With a CV that charts a dazzling array of successful bands from the last 20 years, it’s hard not to feel slightly intimidated
when meeting the man responsible for a large proportion of your record collection. Highly revered in the music business for his irrepressible work rate and insatiable appetite for discovering new music, I wonder how Youth actually manages to find any time at all for just…being himself.
The first thing I learn as I arrive at his impressively gothic-looking Wandsworth home is that he has just become an honorary Professor at Kingston University – does yet another career path beckon? “Well, not quite”, he laughs, “but it’s great that I get to work with a load of up-and-coming engineers and musicians.” “They’ve also got a great studio space there, which I’ve got the run of, so it’s perfect for working on brand new projects.” This is the first indication that Youth is a man driven by constant discovery and re-invention, yet his career has also recently seen him returning to his roots, with a re-formed and re-energised Killing Joke currently at the top of his recording and performing agenda.

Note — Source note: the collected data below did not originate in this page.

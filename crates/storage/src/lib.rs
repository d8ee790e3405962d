//! Storage layer for docmigrate
//!
//! This crate implements an in-process stand-in for the document platform:
//! - InMemoryDocumentStore: BTreeMap-based document storage with RwLock
//! - LoadListenerRegistry: ordered dispatch of document-load events
//! - Closure transactions with rollback on error
//! - JSON snapshot import/export for the init bootstrap

#![warn(missing_docs)]
#![warn(clippy::all)]

pub mod document_store;
pub mod listeners;
pub mod snapshot;

pub use document_store::{validate_content, InMemoryDocumentStore, StoredDocument};
pub use listeners::LoadListenerRegistry;
pub use snapshot::{StoreSnapshot, SNAPSHOT_FORMAT_VERSION};
//! Person Migration End-to-End Tests
//!
//! Cross-crate tests organized by concern:
//! - Lazy rule: load-time behaviour with and without the guard
//! - Bulk: full runs, repeated runs, rollback
//! - Snapshot: the init bootstrap's load, migrate and write cycle

#[path = "../common/mod.rs"]
mod common;

mod bulk;
mod lazy_rule;
mod snapshot;
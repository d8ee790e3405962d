//! Bulk rewrite of every stored document of one model
//!
//! The bulk task does not edit content itself. It turns the guard on, loads
//! each matching document (which runs the lazy load rules) and writes the
//! loaded content straight back, persisting whatever the rules changed.

use serde::Serialize;
use tracing::{debug, info};

use docmigrate_core::{DocumentRepository, DocumentService, Locale, Result};

use crate::guard::MigrationGuard;

/// Outcome of one bulk run
#[derive(Debug, Clone, PartialEq, Eq, Serialize)]
pub struct MigrationReport {
    /// Model that was scanned
    pub model: String,
    /// References returned by the repository
    pub scanned: usize,
    /// Documents written back
    pub updated: usize,
    /// References whose document could not be loaded
    pub missing: usize,
}

impl MigrationReport {
    fn new(model: &str) -> Self {
        Self {
            model: model.to_string(),
            scanned: 0,
            updated: 0,
            missing: 0,
        }
    }
}

/// Load and re-save every document of `model_name` with `guard` active
///
/// The guard is released on every exit path. The first repository or service
/// error stops the scan and is returned; updates already made are not undone
/// here (run inside [`UnitOfWork::transaction`](docmigrate_core::UnitOfWork)
/// for that).
pub fn migrate_all(
    guard: &MigrationGuard,
    model_name: &str,
    repository: &dyn DocumentRepository,
    service: &dyn DocumentService,
    locale: &Locale,
) -> Result<MigrationReport> {
    let _scope = guard.activate();
    let mut report = MigrationReport::new(model_name);

    let references = repository.find_all_doc_refs_for_model(model_name)?;
    info!(
        target: "docmigrate::migration",
        model = model_name,
        count = references.len(),
        "Starting bulk migration"
    );

    for reference in &references {
        report.scanned += 1;
        let document = match repository.find_by_reference(reference)? {
            Some(document) => document,
            None => {
                debug!(
                    target: "docmigrate::migration",
                    reference = %reference,
                    "Document vanished before load, skipping"
                );
                report.missing += 1;
                continue;
            }
        };

        service.update(reference, &document.kernel_content, locale)?;
        report.updated += 1;
    }

    info!(
        target: "docmigrate::migration",
        model = %report.model,
        scanned = report.scanned,
        updated = report.updated,
        missing = report.missing,
        "Bulk migration finished"
    );
    Ok(report)
}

I ask him what it’s like being back in the studio with your old band mates. “As amazing as it sounds, not a great deal has changed. We’re now into recording our 13th album together and we’ve still got the same neuroticism!” he beams. “But when it all locks in and the chemistry kicks off, it’s just a real joy to play together again- it’s almost like it affects my physical cellular structure- at the end of the sessions in the studio, I feel totally adrenalised.”

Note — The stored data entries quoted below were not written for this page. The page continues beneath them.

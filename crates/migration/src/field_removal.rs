//! Field removal migrator
//!
//! Removes one deprecated field from documents of one model. The removal runs
//! lazily as a load rule: whenever a matching document is loaded while the
//! guard is active, the field is stripped from the content handed back to the
//! caller. The bulk driver in [`crate::bulk`] loads every matching document and
//! writes the stripped content back.

use std::borrow::Cow;

use tracing::debug;

use docmigrate_core::{
    delete_at_path, get_at_path, DocumentAfterRepositoryLoadEvent, DocumentLoadListener,
    DocumentReference, Error, JsonPath, JsonValue, Result,
};

use crate::guard::MigrationGuard;

/// Strips one field from documents of one model
#[derive(Debug, Clone)]
pub struct FieldRemovalMigrator {
    model_name: String,
    field_path: JsonPath,
    parent_path: JsonPath,
    leaf_name: String,
    guard: MigrationGuard,
}

impl FieldRemovalMigrator {
    /// Create a migrator removing `field_path` from documents of `model_name`
    ///
    /// # Errors
    ///
    /// `InvalidPath` if the path does not parse, exceeds the path length limit
    /// or names the document root.
    pub fn new(
        model_name: impl Into<String>,
        field_path: &str,
        guard: MigrationGuard,
    ) -> Result<Self> {
        let parsed: JsonPath = field_path
            .parse()
            .map_err(|e| Error::InvalidPath(format!("{}: {}", field_path, e)))?;
        parsed
            .validate()
            .map_err(|e| Error::InvalidPath(e.to_string()))?;
        let (parent_path, leaf_name) = parsed
            .split_leaf()
            .ok_or_else(|| Error::InvalidPath("cannot remove the document root".to_string()))?;

        Ok(Self {
            model_name: model_name.into(),
            field_path: parsed,
            parent_path,
            leaf_name,
            guard,
        })
    }

    /// Model whose documents are migrated
    pub fn model_name(&self) -> &str {
        &self.model_name
    }

    /// Path of the removed field
    pub fn field_path(&self) -> &JsonPath {
        &self.field_path
    }

    /// The guard gating the load rule
    pub fn guard(&self) -> &MigrationGuard {
        &self.guard
    }

    /// Whether a load of `reference` should be migrated right now
    ///
    /// True only while the guard is active and the model name matches,
    /// ignoring case.
    pub fn applies_to(&self, reference: &DocumentReference) -> bool {
        self.guard.is_enabled() && reference.is_model(&self.model_name)
    }

    /// Remove the field from `content`
    ///
    /// Returns the input unchanged (borrowed, byte-for-byte) when there is
    /// nothing to remove: the field is absent, an ancestor is missing, or the
    /// parent is not an object. Otherwise returns the compact re-serialized
    /// document.
    ///
    /// # Errors
    ///
    /// `Parse` if `content` is not valid JSON.
    pub fn migrate_document<'a>(&self, content: &'a str) -> Result<Cow<'a, str>> {
        let mut root: JsonValue = content.parse()?;

        let has_field = get_at_path(&root, &self.parent_path)
            .and_then(|parent| parent.as_object())
            .map(|parent| parent.contains_key(&self.leaf_name))
            .unwrap_or(false);
        if !has_field {
            return Ok(Cow::Borrowed(content));
        }

        match delete_at_path(&mut root, &self.field_path) {
            Some(_) => Ok(Cow::Owned(root.to_json_string())),
            None => Ok(Cow::Borrowed(content)),
        }
    }
}

impl DocumentLoadListener for FieldRemovalMigrator {
    fn on_document_loaded(&self, event: &mut DocumentAfterRepositoryLoadEvent) -> Result<()> {
        if !self.applies_to(event.document_reference()) {
            return Ok(());
        }

        let migrated = match self.migrate_document(event.document_content())? {
            Cow::Borrowed(_) => None,
            Cow::Owned(rewritten) => Some(rewritten),
        };

        if let Some(rewritten) = migrated {
            debug!(
                target: "docmigrate::migration",
                reference = %event.document_reference(),
                field = %self.field_path,
                "Removed field from loaded document"
            );
            event.set_document_content(rewritten);
        }
        Ok(())
    }
}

It must feel slightly cyclical then, to be performing again to your original fans and a new younger audience?
“It certainly is. At the time we started the band back in 1978, we were quite a cult group, but over time we’ve had the likes of Kurt Cobain referencing the tracks and Metallica ‘borrowing’ some of the riffs and it’s like we feel relevant and fashionable again. The details might change, but the dynamic remains the same.”
Taking a swig of Lagavulin, he explains that “It is something of a paradox though. Sometimes it feels like we’ve gone back to our core manifesto again, but on the other hand, it’s almost got that ‘Anvil Effect’ and you’re constantly battling a fine line between feeling great and a never-ending Spinal Tap moment!!”
What do you feel made Killing Joke different to other bands in the beginning?
“When we first formed the band as teenagers back in 1978, we were aware of what was happening in the punk movement, but there were all these new groups like PIL, Joy Division and Wire, who really broke out of the three-chord, sub-Ramones sound. That led us to start thinking differently. We started developing a manifesto of what we believed in: To be non-American sounding, no solos, no egos and no band photos on the album sleeves. We managed it for 3 albums until it all went out the window!”
What went wrong? “We pretty much imploded around 1982. Over night, Jazz (Coleman, singer with Killing Joke) just upped sticks and moved to Iceland, with literally a pound in his pocket. I was sharing a flat with his girlfriend at the time and the first we heard of it was in the following week’s NME. We started auditioning for a new singer. Iggy Pop rang us up for an audition, but we couldn’t face meeting him!!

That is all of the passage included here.